In a recent blog post, Sharding Kafka for Increased Scale and Reliability, the CrowdStrike Engineering Site and Reliability Team shared how it overcame scaling limitations within Apache Kafka so that they could quickly and effectively process trillions of events daily. In this post, we focus on the other side of this equation: What happens when one of those messages inevitably fails?
When a message cannot be processed, it becomes what is known as a “dead letter.” The service attempts to process the message by normal means several times to eliminate intermittent failures. However, when all of those attempts fail, the message is ultimately “dead lettered.” In highly scalable systems, these failed messages must be dealt with so that processing can continue on subsequent messages. To retain the dead letter’s information and continue processing messages, the message is stored so that it can be later addressed manually or by an automated tool.
In Best Practices: Improving Fault-Tolerance in Apache Kafka Consumer, we go into great detail about the different failure types and techniques for recovery, which include redriving and dead letters. Here our aim is to solidify those terms and expound upon the processes surrounding these mechanisms.
Processing dead letters can be a fairly time-consuming and error-prone process. So what can be done to expedite this task and improve its outcome? Here we explore three steps organizations can take to develop the code and infrastructure needed to more effectively and efficiently capture, investigate and redrive dead letter messages.
|Dead Letter Basics|
|What is a message? A message is the record of any communication between two or more services.|
|Why does a message fail? Messages can fail for a variety of reasons, some of the most common being incompatible message format, unavailable dependent services, or a bug in the service processing the message.|
|Why does it matter if a message fails? In most cases, a message is being sent because it is sharing important information with another service. Without that knowledge, the service that should be receiving the message can have outdated or inaccurate information and make bad decisions or be completely unable to act.|
Three Best Practices for Resolving Dead Letter Messages
1. Define the infrastructure and code to capture and redrive dead letters
As explained above, a dead letter occurs when a service cannot process a message. Most systems have some mechanism in place, such as a log or object storage, to capture the message, review it, identify the issue, resolve the issue and then retry the message once it’s more likely to succeed. This act of replaying the message is known as “redriving.”
To enable the redrive process, organizations need two basic things: 1) the necessary infrastructure to capture and store the dead letter messages, and 2) the right code to redrive that message.
Since there could potentially be hundreds of millions of dead letters that need to be stored, we recommend using a storage option that meets these four criteria: low cost (especially critical as your data scales), abundant space (no concerns around running out of storage space), durability (no data loss or corruption) and availability (the data is available to restore during disaster recovery). We use Amazon S3.

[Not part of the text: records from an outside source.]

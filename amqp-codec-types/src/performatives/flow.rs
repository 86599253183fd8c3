//! 2.7.4 Flow: update link or session flow-control state.

use crate::composite_schema;
use crate::definitions::{Fields, Handle, SequenceNo, TransferNumber};

/// Updates link or session flow-control state.
#[derive(Debug, Clone, PartialEq)]
pub struct Flow {
    /// The expected transfer-id of the next incoming transfer frame. Set once the begin
    /// for this session has been seen, absent otherwise.
    pub next_incoming_id: Option<TransferNumber>,

    /// The maximum number of incoming transfer frames the endpoint can currently receive.
    pub incoming_window: u32,

    /// The transfer-id that will be assigned to the next outgoing transfer frame.
    pub next_outgoing_id: TransferNumber,

    /// The maximum number of outgoing transfer frames the endpoint could send, absent
    /// restrictions imposed by the peer's incoming-window.
    pub outgoing_window: u32,

    /// If set, the flow frame carries link-specific state for this handle; if absent, it
    /// carries only session-endpoint state.
    pub handle: Option<Handle>,

    /// The current delivery-count of the link endpoint. Unset unless `handle` is set.
    pub delivery_count: Option<SequenceNo>,

    /// The current maximum number of messages the receiver endpoint can handle. Unset
    /// unless `handle` is set.
    pub link_credit: Option<u32>,

    /// The number of messages awaiting credit at the sender endpoint. Unset unless
    /// `handle` is set.
    pub available: Option<u32>,

    /// The sender's (or, in the other direction, the receiver's desired) drain mode.
    pub drain: bool,

    /// If true, the receiver should send its state at the earliest opportunity.
    pub echo: bool,

    /// A registry of commonly defined link state properties.
    pub properties: Option<Fields>,
}

impl Flow {
    /// Creates a `Flow` performative with the given windows and every other field at its
    /// default or absent.
    pub fn new(next_outgoing_id: TransferNumber, incoming_window: u32, outgoing_window: u32) -> Self {
        Self {
            next_incoming_id: None,
            incoming_window,
            next_outgoing_id,
            outgoing_window,
            handle: None,
            delivery_count: None,
            link_credit: None,
            available: None,
            drain: false,
            echo: false,
            properties: None,
        }
    }
}

composite_schema! {
    struct Flow, code = 0x13;
    next_incoming_id: Option<TransferNumber> = (optional),
    incoming_window: u32 = (required),
    next_outgoing_id: TransferNumber = (required),
    outgoing_window: u32 = (required),
    handle: Option<Handle> = (optional),
    delivery_count: Option<SequenceNo> = (optional),
    link_credit: Option<u32> = (optional),
    available: Option<u32> = (optional),
    drain: bool = (default, false),
    echo: bool = (default, false),
    properties: Option<Fields> = (optional),
}
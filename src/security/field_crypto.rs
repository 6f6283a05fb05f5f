//! Field-level encryption for personally identifiable data.
//!
//! PII columns are stored as `base64(nonce || ciphertext || tag)` using
//! AES-256-GCM with a random 96-bit nonce per value, so equal plaintexts never
//! produce equal ciphertexts. Equality lookups (login by email) go through a
//! keyed blind index instead: an HMAC-SHA256 of the normalized plaintext under
//! a key derived from the field key.

use aes_gcm::{
    aead::{Aead, KeyInit},
    Aes256Gcm, Nonce,
};
use base64::{engine::general_purpose::STANDARD, Engine as _};
use hmac::{Hmac, Mac};
use rand::RngCore;
use sha2::{Digest, Sha256};
use thiserror::Error;

const NONCE_LEN: usize = 12;
const TAG_LEN: usize = 16;
const INDEX_KEY_CONTEXT: &[u8] = b"playfit.blind-index.v1";

type HmacSha256 = Hmac<Sha256>;

#[derive(Debug, Error, PartialEq, Eq)]
pub enum CryptoError {
    #[error("Invalid key length: expected {expected} bytes, got {actual}")]
    InvalidKeyLength { expected: usize, actual: usize },
    #[error("Key is neither hex nor base64")]
    InvalidKeyEncoding,
    #[error("Encryption failed")]
    EncryptionFailed,
    #[error("Decryption failed")]
    DecryptionFailed,
    #[error("Invalid ciphertext: {0}")]
    InvalidCiphertext(String),
    #[error("Invalid HMAC key")]
    InvalidMacKey,
}

/// Encrypts and decrypts PII fields, and computes their blind index.
///
/// Cheap to clone; share it across handlers.
#[derive(Clone)]
pub struct FieldCipher {
    key: [u8; 32],
    index_mac: HmacSha256,
}

impl std::fmt::Debug for FieldCipher {
    fn fmt(&self, f: &mut std::fmt::Formatter<'_>) -> std::fmt::Result {
        f.debug_struct("FieldCipher").finish_non_exhaustive()
    }
}

impl FieldCipher {
    /// Create a cipher from a hex- or base64-encoded 32-byte key.
    pub fn new(key_str: &str) -> Result<Self, CryptoError> {
        let key_bytes = decode_key(key_str.trim())?;
        if key_bytes.len() != 32 {
            return Err(CryptoError::InvalidKeyLength {
                expected: 32,
                actual: key_bytes.len(),
            });
        }

        let mut key = [0u8; 32];
        key.copy_from_slice(&key_bytes);
        Self::from_bytes(key)
    }

    pub fn from_bytes(key: [u8; 32]) -> Result<Self, CryptoError> {
        let mut hasher = Sha256::new();
        hasher.update(INDEX_KEY_CONTEXT);
        hasher.update(key);
        let index_key: [u8; 32] = hasher.finalize().into();

        let index_mac =
            <HmacSha256 as Mac>::new_from_slice(&index_key).map_err(|_| CryptoError::InvalidMacKey)?;
        Ok(Self { key, index_mac })
    }

    pub fn encrypt(&self, plaintext: &[u8]) -> Result<Vec<u8>, CryptoError> {
        let mut nonce_bytes = [0u8; NONCE_LEN];
        rand::thread_rng().fill_bytes(&mut nonce_bytes);

        let cipher = Aes256Gcm::new_from_slice(&self.key).map_err(|_| CryptoError::EncryptionFailed)?;
        let ciphertext = cipher
            .encrypt(Nonce::from_slice(&nonce_bytes), plaintext)
            .map_err(|_| CryptoError::EncryptionFailed)?;

        let mut output = Vec::with_capacity(NONCE_LEN + ciphertext.len());
        output.extend_from_slice(&nonce_bytes);
        output.extend_from_slice(&ciphertext);
        Ok(output)
    }

    pub fn decrypt(&self, data: &[u8]) -> Result<Vec<u8>, CryptoError> {
        if data.len() < NONCE_LEN + TAG_LEN {
            return Err(CryptoError::InvalidCiphertext("Ciphertext too short".into()));
        }

        let (nonce, encrypted) = data.split_at(NONCE_LEN);
        let cipher = Aes256Gcm::new_from_slice(&self.key).map_err(|_| CryptoError::DecryptionFailed)?;
        cipher
            .decrypt(Nonce::from_slice(nonce), encrypted)
            .map_err(|_| CryptoError::DecryptionFailed)
    }

    pub fn encrypt_string(&self, plaintext: &str) -> Result<String, CryptoError> {
        Ok(STANDARD.encode(self.encrypt(plaintext.as_bytes())?))
    }

    pub fn decrypt_string(&self, ciphertext: &str) -> Result<String, CryptoError> {
        let bytes = STANDARD
            .decode(ciphertext)
            .map_err(|_| CryptoError::InvalidCiphertext("Invalid base64".into()))?;
        String::from_utf8(self.decrypt(&bytes)?)
            .map_err(|_| CryptoError::InvalidCiphertext("Invalid UTF-8".into()))
    }

    pub fn encrypt_optional(&self, plaintext: Option<&str>) -> Result<Option<String>, CryptoError> {
        plaintext.map(|p| self.encrypt_string(p)).transpose()
    }

    pub fn decrypt_optional(&self, ciphertext: Option<&str>) -> Result<Option<String>, CryptoError> {
        ciphertext.map(|c| self.decrypt_string(c)).transpose()
    }

    /// Deterministic lookup hash: trimmed, lowercased, then HMAC-SHA256 (hex).
    pub fn blind_index(&self, value: &str) -> String {
        let normalized = value.trim().to_lowercase();
        let mut mac = self.index_mac.clone();
        mac.update(normalized.as_bytes());
        hex::encode(mac.finalize().into_bytes())
    }
}

fn decode_key(key_str: &str) -> Result<Vec<u8>, CryptoError> {
    if key_str.len() == 64 && key_str.chars().all(|c| c.is_ascii_hexdigit()) {
        return hex::decode(key_str).map_err(|_| CryptoError::InvalidKeyEncoding);
    }
    STANDARD
        .decode(key_str)
        .map_err(|_| CryptoError::InvalidKeyEncoding)
}

#[cfg(test)]
mod tests {
    use super::*;

    const HEX_KEY: &str = "000102030405060708090a0b0c0d0e0f101112131415161718191a1b1c1d1e1f";

    #[test]
    fn test_hex_and_base64_keys_are_equivalent() {
        let from_hex = FieldCipher::new(HEX_KEY).unwrap();
        let bytes: Vec<u8> = (0u8..32).collect();
        let from_b64 = FieldCipher::new(&STANDARD.encode(&bytes)).unwrap();

        let sealed = from_hex.encrypt_string("lea@example.com").unwrap();
        assert_eq!(from_b64.decrypt_string(&sealed).unwrap(), "lea@example.com");
    }

    #[test]
    fn test_rejects_wrong_key_length() {
        assert_eq!(
            FieldCipher::new(&STANDARD.encode([7u8; 16])).unwrap_err(),
            CryptoError::InvalidKeyLength { expected: 32, actual: 16 }
        );
        assert_eq!(FieldCipher::new("not a key!").unwrap_err(), CryptoError::InvalidKeyEncoding);
    }

    #[test]
    fn test_same_plaintext_gives_different_ciphertexts() {
        let cipher = FieldCipher::new(HEX_KEY).unwrap();
        let a = cipher.encrypt_string("1990-04-12").unwrap();
        let b = cipher.encrypt_string("1990-04-12").unwrap();
        assert_ne!(a, b);
        assert!(!a.contains("1990"));
    }

    #[test]
    fn test_tampering_is_detected() {
        let cipher = FieldCipher::new(HEX_KEY).unwrap();
        let mut sealed = cipher.encrypt(b"knee injury, left side").unwrap();
        let last = sealed.len() - 1;
        sealed[last] ^= 0x01;
        assert_eq!(cipher.decrypt(&sealed).unwrap_err(), CryptoError::DecryptionFailed);
        assert!(matches!(cipher.decrypt(&[0u8; 10]), Err(CryptoError::InvalidCiphertext(_))));
    }

    #[test]
    fn test_wrong_key_cannot_decrypt() {
        let cipher = FieldCipher::new(HEX_KEY).unwrap();
        let other = FieldCipher::from_bytes([9u8; 32]).unwrap();
        let sealed = cipher.encrypt_string("Martin").unwrap();
        assert_eq!(other.decrypt_string(&sealed).unwrap_err(), CryptoError::DecryptionFailed);
    }

    #[test]
    fn test_optional_fields() {
        let cipher = FieldCipher::new(HEX_KEY).unwrap();
        assert_eq!(cipher.encrypt_optional(None).unwrap(), None);
        let sealed = cipher.encrypt_optional(Some("Dupont")).unwrap();
        assert_eq!(cipher.decrypt_optional(sealed.as_deref()).unwrap().as_deref(), Some("Dupont"));
    }

    #[test]
    fn test_blind_index_normalizes_and_is_keyed() {
        let cipher = FieldCipher::new(HEX_KEY).unwrap();
        let index = cipher.blind_index("Lea@Example.com ");
        assert_eq!(index, cipher.blind_index("lea@example.com"));
        assert_eq!(index, cipher.clone().blind_index("LEA@example.com"));
        assert_eq!(index.len(), 64);
        assert_ne!(index, cipher.blind_index("leo@example.com"));
        assert_ne!(index, FieldCipher::from_bytes([9u8; 32]).unwrap().blind_index("lea@example.com"));
    }
}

For short-term storage and alerting, we recommend using a message queue technology that allows the user to send messages to be processed at a later point. Then your service can be configured to read from the message queue to begin processing the redrive messages. We use Amazon SQS and Kafka as our message queues.
2. Put tooling in place to make remediation foolproof
The process outlined above can be very error-prone when done manually, as it involves many steps: finding the message, copying its contents, pasting it into a new message and submitting that message to the queue. If the user misses even one character when copying the message, then it will fail again — and the process will need to be repeated. This process must be done for every failed message, making it potentially time-consuming as well.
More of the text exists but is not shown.